En las carreteras onduladas de Castilla-La Mancha, una ciclista paraguaya escribió historia. Agua Marina Espínola, con pedaleo firme y mirada serena, conquistó la primera edición femenina de la Vuelta. No fue sólo una victoria deportiva, sino también un símbolo de tenacidad y pertenencia.
La segunda etapa, con final en Molina de Aragón, ofreció la escena decisiva. Espínola atacó en el ascenso, dejó atrás rivales fatigadas y voló en solitario. Cuando cruzó la meta, vestida de verde agua, el cronómetro confirmó la magnitud de su hazaña. Registró un tiempo total de 3:53.16. Superó por casi 2 minutos a la portuguesa Beatriz Roxo y a la australiana Cassia Boglio.

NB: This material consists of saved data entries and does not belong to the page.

//! Frequency-domain operations on diffraction patterns.
//!
//! 2D transforms are done row-column with `rustfft`; a fresh planner is
//! created per call so no transform state is shared between worker threads.
//!
//! The registration entry point is [`cross_corr`], a hybrid correlation:
//! the cross-power spectrum is divided by its own magnitude raised to the
//! `hybridizer` exponent. `h = 1` gives pure phase correlation (sharpest
//! peak, most noise sensitive); as `h` approaches 0 the surface approaches
//! the plain cross-correlation.

use ndarray::{Array2, ArrayView2, Axis};
use num_complex::Complex;
use rustfft::{FftDirection, FftPlanner};
use std::f64::consts::TAU;

use super::ImageProcError;

fn fft2_in_place(data: &mut Array2<Complex<f64>>, direction: FftDirection) {
    let (rows, cols) = data.dim();
    let mut planner = FftPlanner::<f64>::new();
    let row_fft = planner.plan_fft(cols, direction);
    let col_fft = planner.plan_fft(rows, direction);

    let mut buffer = vec![Complex::new(0.0, 0.0); cols.max(rows)];

    for mut row in data.axis_iter_mut(Axis(0)) {
        let line = &mut buffer[..cols];
        for (dst, src) in line.iter_mut().zip(row.iter()) {
            *dst = *src;
        }
        row_fft.process(line);
        for (dst, src) in row.iter_mut().zip(line.iter()) {
            *dst = *src;
        }
    }

    for mut col in data.axis_iter_mut(Axis(1)) {
        let line = &mut buffer[..rows];
        for (dst, src) in line.iter_mut().zip(col.iter()) {
            *dst = *src;
        }
        col_fft.process(line);
        for (dst, src) in col.iter_mut().zip(line.iter()) {
            *dst = *src;
        }
    }
}

/// Forward 2D FFT of a real image
pub fn fft2(image: ArrayView2<f64>) -> Array2<Complex<f64>> {
    let mut spectrum = image.mapv(|v| Complex::new(v, 0.0));
    fft2_in_place(&mut spectrum, FftDirection::Forward);
    spectrum
}

/// Inverse 2D FFT, normalized by the number of samples
pub fn ifft2(spectrum: &Array2<Complex<f64>>) -> Array2<Complex<f64>> {
    let mut field = spectrum.clone();
    fft2_in_place(&mut field, FftDirection::Inverse);
    let n = (field.len().max(1)) as f64;
    field.mapv_inplace(|v| v / n);
    field
}

/// Move the zero-frequency sample to `(rows / 2, cols / 2)`
pub fn fftshift<T: Clone>(data: &Array2<T>) -> Array2<T> {
    let (rows, cols) = data.dim();
    Array2::from_shape_fn((rows, cols), |(r, c)| {
        let src_r = (r + rows - rows / 2) % rows;
        let src_c = (c + cols - cols / 2) % cols;
        data[[src_r, src_c]].clone()
    })
}

/// Signed frequency index for bin `k` of an `n`-point transform
fn signed_frequency(k: usize, n: usize) -> f64 {
    if k < n.div_ceil(2) {
        k as f64
    } else {
        k as f64 - n as f64
    }
}

fn l2_normalized(image: ArrayView2<f64>) -> Array2<f64> {
    let norm = image.iter().map(|v| v * v).sum::<f64>().sqrt();
    if norm > 0.0 {
        image.mapv(|v| v / norm)
    } else {
        image.to_owned()
    }
}

/// Hybrid cross-correlation of `image` against `template`.
///
/// Both inputs are scaled to unit L2 norm first, so patterns with different
/// overall intensity give comparable surfaces. The returned surface is
/// `fftshift`ed: a feature of `image` that coincides with the template
/// centre `(rows / 2, cols / 2)` produces its peak at the feature's own
/// pixel position.
///
/// # Arguments
/// * `image` - Pattern to register
/// * `template` - Reference disk or probe, same shape as `image`
/// * `hybridizer` - Magnitude exponent in `(0, 1]`
///
/// # Errors
/// * `ImageProcError::ShapeMismatch` - inputs differ in shape
/// * `ImageProcError::EmptyImage` - inputs have no pixels
/// * `ImageProcError::InvalidArgument` - `hybridizer` outside `(0, 1]`
pub fn cross_corr(
    image: ArrayView2<f64>,
    template: ArrayView2<f64>,
    hybridizer: f64,
) -> Result<Array2<f64>, ImageProcError> {
    if image.dim() != template.dim() {
        return Err(ImageProcError::ShapeMismatch {
            expected: image.dim(),
            actual: template.dim(),
        });
    }
    if image.is_empty() {
        return Err(ImageProcError::EmptyImage);
    }
    if !(hybridizer > 0.0 && hybridizer <= 1.0) {
        return Err(ImageProcError::InvalidArgument(format!(
            "hybridizer must lie in (0, 1], got {hybridizer}"
        )));
    }

    let image_fft = fft2(l2_normalized(image).view());
    let template_fft = fft2(l2_normalized(template).view());

    let mut cross_power = image_fft;
    cross_power.zip_mut_with(&template_fft, |a, b| {
        let product = *a * b.conj();
        let magnitude = product.norm().powf(hybridizer);
        *a = if magnitude > 0.0 {
            product / magnitude
        } else {
            product
        };
    });

    let correlation = ifft2(&cross_power);
    Ok(fftshift(&correlation).mapv(|v| v.norm()))
}

/// Translate an image by `(dx, dy)` pixels with a Fourier phase ramp.
///
/// Positive `dx` moves content towards higher column indices, positive `dy`
/// towards higher row indices. The shift is circular. The complex field is
/// returned; for non-integer shifts of even-sized images the Nyquist bin
/// leaves a small imaginary part, so callers usually take the magnitude.
pub fn fourier_shift(image: ArrayView2<f64>, dx: f64, dy: f64) -> Array2<Complex<f64>> {
    let (rows, cols) = image.dim();
    let mut spectrum = fft2(image);

    for ((r, c), value) in spectrum.indexed_iter_mut() {
        let phase = -TAU
            * (signed_frequency(c, cols) * dx / cols as f64
                + signed_frequency(r, rows) * dy / rows as f64);
        *value *= Complex::from_polar(1.0, phase);
    }

    ifft2(&spectrum)
}
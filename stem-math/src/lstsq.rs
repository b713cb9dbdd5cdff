//! Linear least squares for two-column regressions.
//!
//! Solves `A · X ≈ B` for `X` where `A` and `B` both have shape `[n, 2]`
//! and no intercept column is added. The solution is computed through the
//! SVD of `A`, so an over-determined system gets the minimum-norm
//! least-squares answer, and a rank-deficient `A` is reported instead of
//! yielding an arbitrary matrix.

use nalgebra::{DMatrix, Matrix2};
use thiserror::Error;

/// Relative singular value below which `A` is treated as rank deficient
const RANK_TOLERANCE: f64 = 1e-12;

/// Errors that can occur while solving the regression
#[derive(Error, Debug, Clone, PartialEq)]
pub enum LstsqError {
    #[error("Row count mismatch: design has {design} rows, targets have {targets}")]
    RowMismatch { design: usize, targets: usize },
    #[error("At least 2 rows are required, got {0}")]
    TooFewRows(usize),
    #[error("Design matrix is rank deficient (singular value ratio {0:e})")]
    RankDeficient(f64),
    #[error("SVD failed to produce U or V^T matrices")]
    SvdFailed,
}

/// Solve `design · X ≈ targets` in the least-squares sense.
///
/// # Arguments
/// * `design` - Rows of the design matrix `A`
/// * `targets` - Rows of the target matrix `B`
///
/// # Returns
/// The 2×2 matrix `X` minimizing `‖A·X − B‖_F`
///
/// # Errors
/// * `LstsqError::RowMismatch` - row counts differ
/// * `LstsqError::TooFewRows` - fewer than two rows
/// * `LstsqError::RankDeficient` - the columns of `A` are collinear
pub fn lstsq_2col(
    design: &[[f64; 2]],
    targets: &[[f64; 2]],
) -> Result<Matrix2<f64>, LstsqError> {
    if design.len() != targets.len() {
        return Err(LstsqError::RowMismatch {
            design: design.len(),
            targets: targets.len(),
        });
    }
    let n = design.len();
    if n < 2 {
        return Err(LstsqError::TooFewRows(n));
    }

    let a = DMatrix::from_fn(n, 2, |r, c| design[r][c]);
    let b = DMatrix::from_fn(n, 2, |r, c| targets[r][c]);

    let svd = a.svd(true, true);
    let s_max = svd.singular_values.max();
    let s_min = svd.singular_values.min();
    let ratio = if s_max > 0.0 { s_min / s_max } else { 0.0 };
    if ratio < RANK_TOLERANCE {
        return Err(LstsqError::RankDeficient(ratio));
    }

    let u = svd.u.ok_or(LstsqError::SvdFailed)?;
    let v_t = svd.v_t.ok_or(LstsqError::SvdFailed)?;

    // X = V · Σ⁻¹ · Uᵀ · B
    let utb = u.transpose() * b;
    let mut scaled = utb;
    for (i, s) in svd.singular_values.iter().enumerate() {
        for c in 0..2 {
            scaled[(i, c)] /= s;
        }
    }
    let x = v_t.transpose() * scaled;

    Ok(Matrix2::new(x[(0, 0)], x[(0, 1)], x[(1, 0)], x[(1, 1)]))
}
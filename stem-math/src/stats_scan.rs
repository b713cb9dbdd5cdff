//! Single-pass statistics over pixel or spectral intensities.
//!
//! `StatsScan` walks any iterator of floats once and keeps min, max, sum and
//! count, so it works directly on `ndarray` iterators without collecting.
//! The median needs a sorted copy and lives in the free function [`median`].
//!
//! Both refuse NaN input: a NaN in a diffraction pattern would silently poison
//! every threshold derived from it.

use num_traits::float::Float;
use thiserror::Error;

/// Error types for statistics over intensity data
#[derive(Error, Debug, Clone, PartialEq)]
pub enum StatsError {
    #[error("NaN value encountered at index {0}")]
    NaNEncountered(usize),
    #[error("No data provided (empty input)")]
    NoData,
}

/// Running min/max/sum/count over floating point data
#[derive(Debug, Clone)]
pub struct StatsScan<T: Float> {
    min_value: Option<T>,
    max_value: Option<T>,
    sum: T,
    count: usize,
    nan_index: Option<usize>,
}

impl<T: Float> StatsScan<T> {
    /// Scan a slice of values
    pub fn new(data: &[T]) -> Self {
        Self::from_iter_values(data.iter().copied())
    }

    /// Scan any iterator of values, stopping at the first NaN
    pub fn from_iter_values<I>(values: I) -> Self
    where
        I: IntoIterator<Item = T>,
    {
        let mut scan = Self {
            min_value: None,
            max_value: None,
            sum: T::zero(),
            count: 0,
            nan_index: None,
        };

        for (index, value) in values.into_iter().enumerate() {
            if value.is_nan() {
                scan.nan_index = Some(index);
                break;
            }
            scan.sum = scan.sum + value;
            scan.count += 1;
            scan.min_value = Some(scan.min_value.map_or(value, |m| m.min(value)));
            scan.max_value = Some(scan.max_value.map_or(value, |m| m.max(value)));
        }

        scan
    }

    fn check(&self) -> Result<(), StatsError> {
        match self.nan_index {
            Some(index) => Err(StatsError::NaNEncountered(index)),
            None if self.count == 0 => Err(StatsError::NoData),
            None => Ok(()),
        }
    }

    /// Minimum value
    pub fn min(&self) -> Result<T, StatsError> {
        self.check()?;
        self.min_value.ok_or(StatsError::NoData)
    }

    /// Maximum value
    pub fn max(&self) -> Result<T, StatsError> {
        self.check()?;
        self.max_value.ok_or(StatsError::NoData)
    }

    /// Both extremes as `(min, max)`
    pub fn min_max(&self) -> Result<(T, T), StatsError> {
        Ok((self.min()?, self.max()?))
    }

    /// Arithmetic mean
    pub fn mean(&self) -> Result<T, StatsError> {
        self.check()?;
        let n = T::from(self.count).ok_or(StatsError::NoData)?;
        Ok(self.sum / n)
    }

    /// Sum of all scanned values
    pub fn sum(&self) -> Result<T, StatsError> {
        self.check()?;
        Ok(self.sum)
    }

    /// Number of values scanned before any NaN
    pub fn count(&self) -> usize {
        self.count
    }

    /// Peak-to-peak range `max - min`
    pub fn range(&self) -> Result<T, StatsError> {
        let (min, max) = self.min_max()?;
        Ok(max - min)
    }
}

/// Median of a set of values.
///
/// Even-length inputs return the mean of the two central values, matching
/// the usual numerical convention for image medians.
///
/// # Errors
/// * `StatsError::NoData` - the iterator was empty
/// * `StatsError::NaNEncountered` - a NaN was present
pub fn median<T, I>(values: I) -> Result<T, StatsError>
where
    T: Float,
    I: IntoIterator<Item = T>,
{
    let mut sorted: Vec<T> = Vec::new();
    for (index, value) in values.into_iter().enumerate() {
        if value.is_nan() {
            return Err(StatsError::NaNEncountered(index));
        }
        sorted.push(value);
    }
    if sorted.is_empty() {
        return Err(StatsError::NoData);
    }

    // NaN was rejected above, so the comparison is total
    sorted.sort_by(|a, b| a.partial_cmp(b).unwrap_or(std::cmp::Ordering::Equal));

    let mid = sorted.len() / 2;
    if sorted.len() % 2 == 1 {
        Ok(sorted[mid])
    } else {
        let two = T::one() + T::one();
        Ok((sorted[mid - 1] + sorted[mid]) / two)
    }
}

El triunfo resultó doble: además de adjudicarse la general, conquistó la clasificación por puntos. Entre 50 corredoras de nueve equipos internacionales, la paraguaya exhibió una soberbia fortaleza. No sólo resistió; impuso ritmo, estrategia y temple. Fue un dominio incontestable.
A sus 29 años, Espínola rompe fronteras deportivas para Paraguay. Su victoria suena a campanazo en un país que apenas sueña con el ciclismo profesional. Ahora, su nombre queda escrito.